US occupation in Japan lasted until 1952, during which time attempts were made to dismantle the Japanese conglomerates known as Zaibatsu.
The war of 1950-1953 Korea was a boom time for Japanese companies, whose technological prowess and manufacturing was in high demand by U. Forces
At the same time, rising wages in Japan have created consumer demand for home appliances and other products.


In Japan and Germany, economic recovery has been driven by companies with high employee loyalty earned by the promise of higher wages and jobs for life, as well as innovative products that have been exported around the world.
They were pre-war conglomerates such as Mitsubishi or Sumitomo, small prewar firms like carmaker Toyota or new companies now representing brands such as giant Sony consumer electronics and the automotive manufacturer Honda Japanese companies were very similar institutions rigid hierarchical to a family or religious institution, according to experts.
Close coordination by the powerful Ministry of Industry has helped to stimulate economic growth.
In Germany, companies including Volkswagen, Siemens and Thyssen, operating in the automotive, electronics and engineering, all were regarded as pillars of growth after the war.
Japan fell behind China in terms of annual GDP in 2010 to third place in today's world.



Upon taking office in late 2012, Prime Minister Shinzo Abe has launched a blitz of policy on spending that also called for economic reform and recovery massive central banks.
The slow death of the culture of lifetime employment and greater reliance means a part-time or casual workers in Japan are almost all costs of the limited flexibility of the labor market.
Germany has the fourth largest economy in the world, and reforms over the past decade have helped create jobs and driven unemployment to one of the lowest among developed countries rate, currently at about 6 percent other member countries of the European Union is the largest market for German exports.
The economic miracle that Japan experienced after the Second World War was more the miracle of protected markets that the miracle of Japanese ingenuity and hard work over two Asian wars who cultivated Japanese industry Mostly it was about to American indulgence.
America immediately wanted to encourage economic growth therefore, high employment and increasing wages in countries that have lost World War II article correctly cites the Marshall Plan and large debt write-off for Germany West and quote you properly market allocation protected for Japan, a long-term measure recital lasted for decades, even though the reduction ever.
In some areas, it is still present, see for example the automotive market.

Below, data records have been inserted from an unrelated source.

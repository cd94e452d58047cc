use anyhow::{Context, Result};
use clap::Parser;
use std::fs;
use std::io::{self, BufRead, Write};
use std::path::{Path, PathBuf};
use tps_georef::gcp_list::{gcp_list_from_node, GCP_LIST};
use tps_georef::serialize::{read_document, TPS_TRANSFORMER};
use tps_georef::{Gcp, NumThreads, TpsOptions, TpsTransformer, Transformer, XmlNode};
use tracing::{error, info};
use tracing_subscriber::EnvFilter;

#[derive(Parser, Debug)]
#[command(author, version, about, long_about = None)]
struct Args {
    /// GCP document: a TPSTransformer or a bare GCPList
    #[arg(long, value_name = "FILE", required_unless_present = "dataset")]
    gcps: Option<PathBuf>,

    /// Raster whose embedded GCPs are used (requires the `gdal` feature)
    #[arg(long, value_name = "FILE", conflicts_with = "gcps")]
    dataset: Option<PathBuf>,

    /// Fit georeferenced -> pixel/line as the forward direction
    #[arg(long)]
    reverse: bool,

    /// Transform from destination to source coordinates
    #[arg(short, long)]
    inverse: bool,

    /// Solver threads: a positive count or ALL_CPUS
    #[arg(short, long, env = "GDAL_NUM_THREADS", default_value = "1")]
    threads: String,

    /// Print the serialized transformer instead of transforming stdin
    #[arg(long)]
    serialize: bool,
}

fn main() -> Result<()> {
    // Logs go to stderr, stdout carries coordinates.
    tracing_subscriber::fmt()
        .with_env_filter(
            EnvFilter::try_from_default_env().unwrap_or_else(|_| EnvFilter::new("warn")),
        )
        .with_writer(io::stderr)
        .init();

    let args = Args::parse();
    let options = TpsOptions::with_num_threads(NumThreads::parse(&args.threads)?);

    let start_time = std::time::Instant::now();
    let (gcps, reversed) = match (&args.gcps, &args.dataset) {
        (Some(path), _) => read_gcp_document(path)?,
        (None, Some(path)) => (read_dataset_gcps(path)?, false),
        (None, None) => anyhow::bail!("Either --gcps or --dataset is required"),
    };

    let transformer = TpsTransformer::new(&gcps, reversed || args.reverse, &options)
        .inspect_err(|e| error!("Failed to build TPS transformer: {}", e))
        .context("Failed to build TPS transformer")?;
    info!(
        "Fitted {} GCPs in {:?}",
        transformer.gcps().len(),
        start_time.elapsed()
    );

    if args.serialize {
        println!("{}", transformer.to_xml_string()?);
        return Ok(());
    }

    transform_stdin(&transformer, args.inverse)
}

/// Returns the GCPs and reversed flag stored in a GCP document.
fn read_gcp_document(path: &Path) -> Result<(Vec<Gcp>, bool)> {
    let text = fs::read_to_string(path).with_context(|| format!("Failed to read {:?}", path))?;
    let root = XmlNode::parse(&text).with_context(|| format!("Failed to parse {:?}", path))?;

    if root.is(TPS_TRANSFORMER) {
        read_document(&root).with_context(|| format!("Invalid transformer in {:?}", path))
    } else if root.is(GCP_LIST) {
        Ok((gcp_list_from_node(&root)?, false))
    } else {
        error!("Unsupported document root: <{}>", root.name);
        anyhow::bail!("Expected a <{}> or <{}> document", TPS_TRANSFORMER, GCP_LIST);
    }
}

#[cfg(feature = "gdal")]
fn read_dataset_gcps(path: &Path) -> Result<Vec<Gcp>> {
    tps_georef::dataset::read_gcps(path)
}

#[cfg(not(feature = "gdal"))]
fn read_dataset_gcps(path: &Path) -> Result<Vec<Gcp>> {
    anyhow::bail!(
        "Cannot read {:?}: tps-georef was built without the `gdal` feature",
        path
    )
}

/// Transforms `x y [z]` lines from stdin, one output line per input line.
fn transform_stdin(transformer: &TpsTransformer, dst_to_src: bool) -> Result<()> {
    let stdin = io::stdin();
    let stdout = io::stdout();
    let mut out = stdout.lock();

    for (line_no, line) in stdin.lock().lines().enumerate() {
        let line = line?;
        if line.trim().is_empty() {
            continue;
        }

        let values = line
            .split_whitespace()
            .map(str::parse::<f64>)
            .collect::<Result<Vec<_>, _>>()
            .with_context(|| format!("Invalid coordinate on line {}: {:?}", line_no + 1, line))?;
        if values.len() < 2 {
            anyhow::bail!("Expected at least x and y on line {}", line_no + 1);
        }

        let mut x = [values[0]];
        let mut y = [values[1]];
        let mut z = [values.get(2).copied().unwrap_or(0.0)];
        let mut success = [false];
        if transformer.transform(dst_to_src, &mut x, &mut y, &mut z, &mut success) {
            writeln!(out, "{} {} {}", x[0], y[0], z[0])?;
        } else {
            writeln!(out, "transformation failed.")?;
        }
    }

    Ok(())
}
//! Two dimensional thin plate spline fitting.
//!
//! A [`SplineBuilder`] collects control points mapping a 2D domain coordinate to
//! `V` range variables. [`SplineBuilder::solve`] classifies the point set and
//! produces an immutable [`GeorefSpline2D`]:
//!
//! - no points: every query evaluates to zeros,
//! - one point: every query evaluates to that point's values,
//! - two points: linear blend along the line through both points,
//! - three or more nearly colinear points: piecewise linear interpolation along
//!   the principal axis,
//! - otherwise: a full thin plate spline with basis `r² ln(r²)`, exact at every
//!   control point.

use std::time::Instant;

use tracing::{debug, error};

use crate::error::{Result, TpsError};
use crate::linalg;

/// Thin plate spline kernel `r² ln(r²)` for the squared distance between two
/// domain points, defined as `0` when they coincide.
pub fn basis_function(x1: f64, y1: f64, x2: f64, y2: f64) -> f64 {
    let dist = (x2 - x1) * (x2 - x1) + (y2 - y1) * (y2 - y1);
    if dist != 0.0 {
        dist * dist.ln()
    } else {
        0.0
    }
}

/// Number of cells in the `(n + 3)²` system matrix for `n` control points.
fn system_len(nof_points: usize) -> Result<usize> {
    nof_points
        .checked_add(3)
        .and_then(|eqs| eqs.checked_mul(eqs))
        // The inversion works on a buffer twice that size.
        .filter(|len| len.checked_mul(2).is_some())
        .ok_or(TpsError::TooManyPoints { points: nof_points })
}

/// Collects control points before solving.
#[derive(Debug, Clone)]
pub struct SplineBuilder<const V: usize> {
    x: Vec<f64>,
    y: Vec<f64>,
    vars: Vec<[f64; V]>,
    tolerance: (f64, f64),
}

impl<const V: usize> Default for SplineBuilder<V> {
    fn default() -> Self {
        Self::new()
    }
}

impl<const V: usize> SplineBuilder<V> {
    pub fn new() -> Self {
        Self {
            x: Vec::new(),
            y: Vec::new(),
            vars: Vec::new(),
            tolerance: (0.0, 0.0),
        }
    }

    pub fn with_capacity(capacity: usize) -> Result<Self> {
        let mut builder = Self::new();
        builder.reserve(capacity)?;
        Ok(builder)
    }

    /// Sets the per-axis distance within which [`delete_point`](Self::delete_point)
    /// considers a stored point a match.
    pub fn with_tolerance(mut self, tx: f64, ty: f64) -> Self {
        self.tolerance = (tx, ty);
        self
    }

    fn reserve(&mut self, additional: usize) -> Result<()> {
        self.x.try_reserve(additional)?;
        self.y.try_reserve(additional)?;
        self.vars.try_reserve(additional)?;
        Ok(())
    }

    /// Appends a control point. Duplicate domain coordinates are accepted.
    pub fn add_point(&mut self, x: f64, y: f64, vars: [f64; V]) -> Result<()> {
        self.reserve(1)?;
        self.x.push(x);
        self.y.push(y);
        self.vars.push(vars);
        Ok(())
    }

    /// Removes the first point within tolerance of `(x, y)`.
    pub fn delete_point(&mut self, x: f64, y: f64) -> bool {
        let (tx, ty) = self.tolerance;
        let found = self
            .x
            .iter()
            .zip(&self.y)
            .position(|(&px, &py)| (x - px).abs() <= tx && (y - py).abs() <= ty);

        match found {
            Some(index) => {
                self.x.remove(index);
                self.y.remove(index);
                self.vars.remove(index);
                true
            }
            None => false,
        }
    }

    /// Replaces the point stored at `index`.
    pub fn change_point(&mut self, index: usize, x: f64, y: f64, vars: [f64; V]) -> bool {
        if index >= self.len() {
            return false;
        }
        self.x[index] = x;
        self.y[index] = y;
        self.vars[index] = vars;
        true
    }

    pub fn get_xy(&self, index: usize) -> Option<(f64, f64)> {
        Some((*self.x.get(index)?, *self.y.get(index)?))
    }

    pub fn len(&self) -> usize {
        self.x.len()
    }

    pub fn is_empty(&self) -> bool {
        self.x.is_empty()
    }

    /// Classifies the point set and fits the model.
    ///
    /// Only the full 2D case can fail: on a singular system matrix, on an
    /// oversized system or when its buffers cannot be allocated.
    pub fn solve(self) -> Result<GeorefSpline2D<V>> {
        let start = Instant::now();
        let kind = match self.len() {
            0 => SplineKind::Empty,
            1 => SplineKind::Single,
            2 => self.solve_pair(),
            _ => match self.solve_colinear() {
                Some(kind) => kind,
                None => self.solve_full()?,
            },
        };

        debug!(
            "solved {} point spline as {} in {:?}",
            self.len(),
            kind.name(),
            start.elapsed()
        );

        Ok(GeorefSpline2D {
            x: self.x,
            y: self.y,
            vars: self.vars,
            kind,
        })
    }

    fn solve_pair(&self) -> SplineKind<V> {
        let dx = self.x[1] - self.x[0];
        let dy = self.y[1] - self.y[0];
        let fact = 1.0 / (dx * dx + dy * dy);
        SplineKind::Pair {
            dx: dx * fact,
            dy: dy * fact,
        }
    }

    /// Returns the 1D model when the points are statistically colinear.
    fn solve_colinear(&self) -> Option<SplineKind<V>> {
        let n = self.len() as f64;
        let (mut xmin, mut xmax) = (self.x[0], self.x[0]);
        let (mut ymin, mut ymax) = (self.y[0], self.y[0]);
        let (mut sumx, mut sumy, mut sumx2, mut sumy2, mut sumxy) = (0.0, 0.0, 0.0, 0.0, 0.0);

        for (&xx, &yy) in self.x.iter().zip(&self.y) {
            xmin = xmin.min(xx);
            xmax = xmax.max(xx);
            ymin = ymin.min(yy);
            ymax = ymax.max(yy);
            sumx += xx;
            sumx2 += xx * xx;
            sumy += yy;
            sumy2 += yy * yy;
            sumxy += xx * yy;
        }

        let delx = xmax - xmin;
        let dely = ymax - ymin;
        let ss_xx = sumx2 - sumx * sumx / n;
        let ss_yy = sumy2 - sumy * sumy / n;
        let ss_xy = sumxy - sumx * sumy / n;

        let colinear = delx < 0.001 * dely
            || dely < 0.001 * delx
            || (ss_xy * ss_xy / (ss_xx * ss_yy)).abs() > 0.99;
        if !colinear {
            return None;
        }

        let mut dx = n * sumx2 - sumx * sumx;
        // Orient the axis along falling lines too.
        let mut dy = (n * sumy2 - sumy * sumy).copysign(ss_xy);
        let fact = 1.0 / (dx * dx + dy * dy).sqrt();
        dx *= fact;
        dy *= fact;

        let u: Vec<f64> = self
            .x
            .iter()
            .zip(&self.y)
            .map(|(&px, &py)| dx * (px - self.x[0]) + dy * (py - self.y[0]))
            .collect();
        let mut order: Vec<usize> = (0..u.len()).collect();
        order.sort_by(|&a, &b| u[a].total_cmp(&u[b]));

        Some(SplineKind::Colinear { dx, dy, order, u })
    }

    fn solve_full(&self) -> Result<SplineKind<V>> {
        let nof_points = self.len();
        let nof_eqs = nof_points + 3;
        let len = system_len(nof_points).inspect_err(|e| error!("{}", e))?;

        // Coordinates and values are centered for conditioning; the constant
        // term absorbs the shift, so the fitted surface is unchanged.
        let x_mean = self.x.iter().sum::<f64>() / nof_points as f64;
        let y_mean = self.y.iter().sum::<f64>() / nof_points as f64;
        let mut var_mean = [0.0; V];
        for vars in &self.vars {
            for v in 0..V {
                var_mean[v] += vars[v] / nof_points as f64;
            }
        }

        let mut a = Vec::new();
        a.try_reserve_exact(len)?;
        a.resize(len, 0.0);

        for c in 0..nof_points {
            let (x, y) = (self.x[c] - x_mean, self.y[c] - y_mean);
            a[c + 3] = 1.0;
            a[nof_eqs + c + 3] = x;
            a[2 * nof_eqs + c + 3] = y;
            a[(c + 3) * nof_eqs] = 1.0;
            a[(c + 3) * nof_eqs + 1] = x;
            a[(c + 3) * nof_eqs + 2] = y;
        }

        for r in 0..nof_points {
            for c in r..nof_points {
                let value = basis_function(self.x[r], self.y[r], self.x[c], self.y[c]);
                a[(r + 3) * nof_eqs + c + 3] = value;
                a[(c + 3) * nof_eqs + r + 3] = value;
            }
        }

        let a_inv = linalg::invert(nof_eqs, &a).inspect_err(|e| error!("{}", e))?;
        drop(a);

        let mut coef = Vec::new();
        coef.try_reserve_exact(nof_eqs)?;
        for row in a_inv.chunks_exact(nof_eqs) {
            let mut values = [0.0; V];
            // The first three right hand side entries are zero.
            for (inv, rhs) in row[3..].iter().zip(&self.vars) {
                for v in 0..V {
                    values[v] += inv * (rhs[v] - var_mean[v]);
                }
            }
            coef.push(values);
        }

        Ok(SplineKind::Full {
            coef,
            x_mean,
            y_mean,
            var_mean,
        })
    }
}

/// Evaluation strategy selected by [`SplineBuilder::solve`].
#[derive(Debug, Clone, PartialEq)]
pub enum SplineKind<const V: usize> {
    Empty,
    Single,
    /// Unit direction scaled by the inverse distance between the two points.
    Pair { dx: f64, dy: f64 },
    /// Principal axis, point indices sorted by projection, and the projections.
    Colinear {
        dx: f64,
        dy: f64,
        order: Vec<usize>,
        u: Vec<f64>,
    },
    /// `n + 3` coefficient rows: constant, x and y terms then one per point.
    /// The x and y terms apply to coordinates relative to the point centroid,
    /// and values are relative to `var_mean`.
    Full {
        coef: Vec<[f64; V]>,
        x_mean: f64,
        y_mean: f64,
        var_mean: [f64; V],
    },
}

impl<const V: usize> SplineKind<V> {
    /// Numeric classification code: 0 for no points, 1 for one point, 2 for
    /// two points, 3 for the colinear case and 4 for the full fit.
    pub fn code(&self) -> u8 {
        match self {
            SplineKind::Empty => 0,
            SplineKind::Single => 1,
            SplineKind::Pair { .. } => 2,
            SplineKind::Colinear { .. } => 3,
            SplineKind::Full { .. } => 4,
        }
    }

    pub fn name(&self) -> &'static str {
        match self {
            SplineKind::Empty => "empty",
            SplineKind::Single => "single",
            SplineKind::Pair { .. } => "pair",
            SplineKind::Colinear { .. } => "colinear",
            SplineKind::Full { .. } => "full",
        }
    }
}

/// A solved spline. Immutable, so it can be shared across threads freely.
#[derive(Debug, Clone)]
pub struct GeorefSpline2D<const V: usize> {
    x: Vec<f64>,
    y: Vec<f64>,
    vars: Vec<[f64; V]>,
    kind: SplineKind<V>,
}

impl<const V: usize> GeorefSpline2D<V> {
    pub fn kind(&self) -> &SplineKind<V> {
        &self.kind
    }

    pub fn classification(&self) -> u8 {
        self.kind.code()
    }

    pub fn point_count(&self) -> usize {
        self.x.len()
    }

    /// Writes the model value at `(px, py)` into `out`.
    ///
    /// Returns `false` only for a spline without control points, in which case
    /// `out` is zeroed.
    pub fn get_point(&self, px: f64, py: f64, out: &mut [f64; V]) -> bool {
        match &self.kind {
            SplineKind::Empty => {
                *out = [0.0; V];
                return false;
            }
            SplineKind::Single => *out = self.vars[0],
            SplineKind::Pair { dx, dy } => {
                let fact = dx * (px - self.x[0]) + dy * (py - self.y[0]);
                self.blend(0, 1, fact, out);
            }
            SplineKind::Colinear { dx, dy, order, u } => {
                let pu = dx * (px - self.x[0]) + dy * (py - self.y[0]);
                let last = order.len() - 1;
                let (left, right) = if pu <= u[order[0]] {
                    (order[0], order[1])
                } else if pu >= u[order[last]] {
                    (order[last - 1], order[last])
                } else {
                    order
                        .windows(2)
                        .map(|w| (w[0], w[1]))
                        .find(|&(l, r)| pu >= u[l] && pu <= u[r])
                        .unwrap_or((order[last - 1], order[last]))
                };
                let span = u[right] - u[left];
                let fact = if span != 0.0 { (pu - u[left]) / span } else { 0.0 };
                self.blend(left, right, fact, out);
            }
            SplineKind::Full {
                coef,
                x_mean,
                y_mean,
                var_mean,
            } => {
                let (cx, cy) = (px - x_mean, py - y_mean);
                for v in 0..V {
                    out[v] = var_mean[v] + coef[0][v] + coef[1][v] * cx + coef[2][v] * cy;
                }
                for (r, (&x, &y)) in self.x.iter().zip(&self.y).enumerate() {
                    let tmp = basis_function(px, py, x, y);
                    for v in 0..V {
                        out[v] += coef[r + 3][v] * tmp;
                    }
                }
            }
        }
        true
    }

    pub fn evaluate(&self, px: f64, py: f64) -> [f64; V] {
        let mut out = [0.0; V];
        self.get_point(px, py, &mut out);
        out
    }

    fn blend(&self, left: usize, right: usize, fact: f64, out: &mut [f64; V]) {
        for v in 0..V {
            out[v] = (1.0 - fact) * self.vars[left][v] + fact * self.vars[right][v];
        }
    }
}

Besides the tariff barrier to the former, there are other ways to discourage imports, for example a mixture of low wages and buy energy tax incentives for national products and imported products, recently, devaluation currency.
I suppose that Japan is now trying to reorganize the market protectionism acting mainly on the currency and fiscal policy Regarding the latter, you can see Abe followed the opposite strategy wrt what should have been done instead of reducing the increase taxes where wages buy electricity, he raised them No surprise the inflation target is missed permanently.
There is a documentary called The Princess of the yen, it tells the story of the economic growth of Japan after the end of the war, I recommend it for everyone to watch.








How Japan and Germany becoming world powers after the Second World War The Japan Times, Japan, Germany, become.